§ **PROBLEM DETAILS**:
Among the records below, find the lines that hold the word "DirectionKeys" and report how many there are, with no other words.

------------------------------

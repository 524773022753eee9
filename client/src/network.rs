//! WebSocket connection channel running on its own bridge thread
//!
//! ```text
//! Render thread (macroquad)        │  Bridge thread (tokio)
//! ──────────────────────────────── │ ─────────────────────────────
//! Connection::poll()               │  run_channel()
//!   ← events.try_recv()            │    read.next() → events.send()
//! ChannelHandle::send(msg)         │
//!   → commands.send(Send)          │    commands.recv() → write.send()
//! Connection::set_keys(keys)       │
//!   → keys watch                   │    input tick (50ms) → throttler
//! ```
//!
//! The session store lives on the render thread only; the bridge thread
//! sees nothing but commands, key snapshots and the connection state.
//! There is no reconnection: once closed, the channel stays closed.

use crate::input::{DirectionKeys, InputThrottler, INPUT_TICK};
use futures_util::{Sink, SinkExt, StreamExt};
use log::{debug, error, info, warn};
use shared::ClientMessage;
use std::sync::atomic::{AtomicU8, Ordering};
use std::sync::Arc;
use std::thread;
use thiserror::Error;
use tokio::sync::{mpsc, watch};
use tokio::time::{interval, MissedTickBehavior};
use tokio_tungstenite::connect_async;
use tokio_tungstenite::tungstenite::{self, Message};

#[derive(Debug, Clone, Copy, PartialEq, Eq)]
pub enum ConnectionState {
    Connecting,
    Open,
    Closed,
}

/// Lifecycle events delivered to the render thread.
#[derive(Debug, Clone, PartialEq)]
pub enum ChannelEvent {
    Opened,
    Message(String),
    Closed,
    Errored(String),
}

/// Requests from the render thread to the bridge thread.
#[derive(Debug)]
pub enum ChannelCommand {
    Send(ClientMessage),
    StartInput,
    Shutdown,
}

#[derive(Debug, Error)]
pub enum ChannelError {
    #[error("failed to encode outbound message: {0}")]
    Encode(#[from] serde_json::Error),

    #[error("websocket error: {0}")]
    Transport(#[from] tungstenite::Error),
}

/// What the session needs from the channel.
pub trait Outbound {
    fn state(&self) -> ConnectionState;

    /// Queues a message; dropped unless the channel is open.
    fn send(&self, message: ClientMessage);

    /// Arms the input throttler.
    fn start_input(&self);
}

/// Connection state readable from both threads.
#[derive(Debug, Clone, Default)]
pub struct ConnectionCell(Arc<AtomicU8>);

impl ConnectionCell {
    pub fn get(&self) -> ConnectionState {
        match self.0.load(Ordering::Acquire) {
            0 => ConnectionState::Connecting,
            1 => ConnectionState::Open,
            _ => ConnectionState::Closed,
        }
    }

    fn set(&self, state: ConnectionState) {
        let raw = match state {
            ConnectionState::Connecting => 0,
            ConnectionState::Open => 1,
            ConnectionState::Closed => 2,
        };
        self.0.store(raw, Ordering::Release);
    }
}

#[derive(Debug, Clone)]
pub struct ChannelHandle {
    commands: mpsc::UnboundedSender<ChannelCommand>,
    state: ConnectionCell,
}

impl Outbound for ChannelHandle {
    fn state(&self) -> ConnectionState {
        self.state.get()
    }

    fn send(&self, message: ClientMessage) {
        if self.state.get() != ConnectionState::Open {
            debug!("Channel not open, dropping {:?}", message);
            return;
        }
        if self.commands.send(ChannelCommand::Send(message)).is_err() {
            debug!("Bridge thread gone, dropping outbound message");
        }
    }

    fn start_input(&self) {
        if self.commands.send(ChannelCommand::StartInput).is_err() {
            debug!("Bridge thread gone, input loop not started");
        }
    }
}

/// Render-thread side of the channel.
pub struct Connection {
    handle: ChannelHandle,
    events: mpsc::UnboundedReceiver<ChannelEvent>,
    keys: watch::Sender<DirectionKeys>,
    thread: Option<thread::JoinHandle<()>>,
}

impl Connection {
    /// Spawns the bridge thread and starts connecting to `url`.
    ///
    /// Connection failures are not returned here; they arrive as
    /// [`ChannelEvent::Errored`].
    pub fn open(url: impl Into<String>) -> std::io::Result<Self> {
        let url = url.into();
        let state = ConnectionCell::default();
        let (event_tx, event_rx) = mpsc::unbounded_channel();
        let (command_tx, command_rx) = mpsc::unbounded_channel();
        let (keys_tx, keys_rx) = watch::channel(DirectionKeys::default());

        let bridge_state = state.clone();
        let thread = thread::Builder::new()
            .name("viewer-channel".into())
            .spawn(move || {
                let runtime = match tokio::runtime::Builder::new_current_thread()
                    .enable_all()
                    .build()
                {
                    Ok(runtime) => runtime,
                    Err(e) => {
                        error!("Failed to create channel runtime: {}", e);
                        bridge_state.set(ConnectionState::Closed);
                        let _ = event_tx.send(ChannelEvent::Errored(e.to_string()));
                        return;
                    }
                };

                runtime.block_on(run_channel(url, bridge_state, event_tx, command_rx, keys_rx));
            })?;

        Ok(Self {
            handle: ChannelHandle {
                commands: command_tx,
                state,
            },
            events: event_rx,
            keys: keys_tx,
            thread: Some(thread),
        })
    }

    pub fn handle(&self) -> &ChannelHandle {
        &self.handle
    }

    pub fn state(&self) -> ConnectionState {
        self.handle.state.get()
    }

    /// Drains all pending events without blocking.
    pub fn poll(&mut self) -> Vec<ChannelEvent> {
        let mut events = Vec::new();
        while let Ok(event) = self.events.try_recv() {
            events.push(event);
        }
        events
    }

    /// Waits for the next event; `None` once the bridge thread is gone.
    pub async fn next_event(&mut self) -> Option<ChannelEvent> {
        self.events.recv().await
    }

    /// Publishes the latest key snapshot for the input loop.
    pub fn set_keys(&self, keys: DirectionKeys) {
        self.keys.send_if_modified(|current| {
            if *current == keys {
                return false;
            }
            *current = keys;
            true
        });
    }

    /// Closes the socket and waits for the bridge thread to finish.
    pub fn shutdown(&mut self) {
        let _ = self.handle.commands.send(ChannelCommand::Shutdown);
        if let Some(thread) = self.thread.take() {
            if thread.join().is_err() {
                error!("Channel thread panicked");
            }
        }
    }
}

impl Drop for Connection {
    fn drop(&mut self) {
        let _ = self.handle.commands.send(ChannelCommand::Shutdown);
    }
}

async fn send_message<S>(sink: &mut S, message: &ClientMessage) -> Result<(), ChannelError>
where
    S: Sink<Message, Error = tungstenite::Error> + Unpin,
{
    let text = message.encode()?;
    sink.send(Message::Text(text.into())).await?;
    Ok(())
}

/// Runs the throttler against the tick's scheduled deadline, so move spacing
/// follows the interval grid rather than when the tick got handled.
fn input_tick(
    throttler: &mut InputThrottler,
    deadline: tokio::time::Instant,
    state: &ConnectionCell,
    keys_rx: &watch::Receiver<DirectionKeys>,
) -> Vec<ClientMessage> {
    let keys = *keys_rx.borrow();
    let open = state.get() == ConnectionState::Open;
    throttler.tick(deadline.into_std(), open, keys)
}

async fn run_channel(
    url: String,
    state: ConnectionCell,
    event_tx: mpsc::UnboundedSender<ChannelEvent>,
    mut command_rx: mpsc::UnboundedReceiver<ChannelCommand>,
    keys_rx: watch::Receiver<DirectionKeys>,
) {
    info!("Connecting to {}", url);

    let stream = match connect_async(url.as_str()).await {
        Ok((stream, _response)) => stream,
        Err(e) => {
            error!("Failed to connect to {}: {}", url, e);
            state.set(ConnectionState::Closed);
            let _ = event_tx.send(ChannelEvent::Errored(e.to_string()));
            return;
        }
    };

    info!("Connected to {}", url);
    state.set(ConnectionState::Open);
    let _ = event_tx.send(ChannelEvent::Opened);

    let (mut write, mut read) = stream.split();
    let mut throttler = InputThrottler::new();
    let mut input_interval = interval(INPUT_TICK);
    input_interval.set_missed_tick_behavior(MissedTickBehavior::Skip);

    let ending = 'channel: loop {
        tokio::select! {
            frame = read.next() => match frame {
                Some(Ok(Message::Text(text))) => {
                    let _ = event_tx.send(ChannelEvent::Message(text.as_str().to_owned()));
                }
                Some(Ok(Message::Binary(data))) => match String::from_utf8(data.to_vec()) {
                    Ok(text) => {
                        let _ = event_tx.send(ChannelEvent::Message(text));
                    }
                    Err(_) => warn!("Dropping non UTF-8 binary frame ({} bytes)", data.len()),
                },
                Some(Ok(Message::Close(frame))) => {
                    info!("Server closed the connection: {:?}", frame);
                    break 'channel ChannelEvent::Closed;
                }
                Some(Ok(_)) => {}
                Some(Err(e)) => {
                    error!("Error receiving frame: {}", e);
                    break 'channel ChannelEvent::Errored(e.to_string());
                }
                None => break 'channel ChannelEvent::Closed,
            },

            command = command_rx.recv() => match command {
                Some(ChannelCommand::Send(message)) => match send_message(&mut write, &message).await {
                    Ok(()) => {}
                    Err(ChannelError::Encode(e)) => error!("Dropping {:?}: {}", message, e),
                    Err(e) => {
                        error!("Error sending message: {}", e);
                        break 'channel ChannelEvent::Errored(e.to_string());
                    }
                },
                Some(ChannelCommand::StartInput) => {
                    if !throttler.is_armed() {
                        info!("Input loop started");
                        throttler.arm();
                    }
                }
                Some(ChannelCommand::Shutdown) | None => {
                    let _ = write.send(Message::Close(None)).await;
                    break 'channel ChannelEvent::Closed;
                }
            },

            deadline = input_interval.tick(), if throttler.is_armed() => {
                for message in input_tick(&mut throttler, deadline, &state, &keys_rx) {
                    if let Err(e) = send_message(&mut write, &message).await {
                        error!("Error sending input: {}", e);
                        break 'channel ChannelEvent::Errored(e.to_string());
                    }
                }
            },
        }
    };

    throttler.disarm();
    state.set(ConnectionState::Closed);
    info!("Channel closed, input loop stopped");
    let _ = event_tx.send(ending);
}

------------------------------

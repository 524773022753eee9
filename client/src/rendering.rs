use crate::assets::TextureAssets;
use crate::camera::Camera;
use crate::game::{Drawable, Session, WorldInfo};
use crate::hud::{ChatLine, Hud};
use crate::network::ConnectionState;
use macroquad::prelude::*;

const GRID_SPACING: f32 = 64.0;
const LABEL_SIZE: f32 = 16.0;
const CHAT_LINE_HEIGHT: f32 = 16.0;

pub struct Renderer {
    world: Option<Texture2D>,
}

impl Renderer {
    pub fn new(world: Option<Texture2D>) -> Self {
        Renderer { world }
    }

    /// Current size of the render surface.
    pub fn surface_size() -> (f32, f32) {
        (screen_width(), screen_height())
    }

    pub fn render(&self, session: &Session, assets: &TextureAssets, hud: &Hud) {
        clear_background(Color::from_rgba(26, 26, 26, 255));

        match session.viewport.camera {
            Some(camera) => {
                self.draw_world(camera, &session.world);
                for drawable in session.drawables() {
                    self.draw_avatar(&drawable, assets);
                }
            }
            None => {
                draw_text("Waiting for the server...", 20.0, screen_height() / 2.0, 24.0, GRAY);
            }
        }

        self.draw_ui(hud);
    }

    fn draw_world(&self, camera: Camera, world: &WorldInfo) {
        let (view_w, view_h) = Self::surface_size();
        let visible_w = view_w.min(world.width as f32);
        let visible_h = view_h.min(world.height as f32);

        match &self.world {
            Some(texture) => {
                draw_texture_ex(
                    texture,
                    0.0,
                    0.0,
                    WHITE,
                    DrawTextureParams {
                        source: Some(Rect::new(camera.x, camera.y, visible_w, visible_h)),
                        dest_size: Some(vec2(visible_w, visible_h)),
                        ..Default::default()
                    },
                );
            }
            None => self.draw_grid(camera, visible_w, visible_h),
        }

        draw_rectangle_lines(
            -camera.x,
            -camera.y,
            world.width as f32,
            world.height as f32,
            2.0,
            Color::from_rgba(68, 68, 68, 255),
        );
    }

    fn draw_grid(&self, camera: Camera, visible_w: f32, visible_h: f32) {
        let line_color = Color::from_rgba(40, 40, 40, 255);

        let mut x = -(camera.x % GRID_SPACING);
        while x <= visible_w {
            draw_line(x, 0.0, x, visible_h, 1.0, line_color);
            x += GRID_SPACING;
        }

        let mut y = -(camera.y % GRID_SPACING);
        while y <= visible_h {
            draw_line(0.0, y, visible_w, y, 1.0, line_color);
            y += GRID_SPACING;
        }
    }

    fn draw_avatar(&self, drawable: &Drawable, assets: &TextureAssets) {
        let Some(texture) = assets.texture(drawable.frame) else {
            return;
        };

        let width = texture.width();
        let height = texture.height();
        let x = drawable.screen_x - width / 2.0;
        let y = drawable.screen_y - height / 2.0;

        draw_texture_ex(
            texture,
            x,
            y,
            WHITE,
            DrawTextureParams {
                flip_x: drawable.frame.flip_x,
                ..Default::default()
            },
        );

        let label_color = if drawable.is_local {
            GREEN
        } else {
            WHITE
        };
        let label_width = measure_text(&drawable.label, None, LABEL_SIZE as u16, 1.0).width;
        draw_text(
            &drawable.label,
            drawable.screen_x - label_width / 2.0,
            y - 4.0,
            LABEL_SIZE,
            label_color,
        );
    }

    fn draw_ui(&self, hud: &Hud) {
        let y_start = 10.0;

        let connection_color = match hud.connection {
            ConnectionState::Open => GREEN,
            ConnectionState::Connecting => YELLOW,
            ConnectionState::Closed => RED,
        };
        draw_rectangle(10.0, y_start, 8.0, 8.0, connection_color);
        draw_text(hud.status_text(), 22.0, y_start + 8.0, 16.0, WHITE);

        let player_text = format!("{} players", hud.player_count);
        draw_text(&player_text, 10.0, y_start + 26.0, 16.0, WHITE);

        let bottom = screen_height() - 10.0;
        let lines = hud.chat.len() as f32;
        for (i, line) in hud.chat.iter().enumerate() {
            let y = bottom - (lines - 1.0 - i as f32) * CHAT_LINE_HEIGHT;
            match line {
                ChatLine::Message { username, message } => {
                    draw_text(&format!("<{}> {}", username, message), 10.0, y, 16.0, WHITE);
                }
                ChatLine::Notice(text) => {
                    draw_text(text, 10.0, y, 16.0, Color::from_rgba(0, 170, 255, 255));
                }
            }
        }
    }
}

------------------------------

§ **SOLUTION FOR THIS TASK**:
6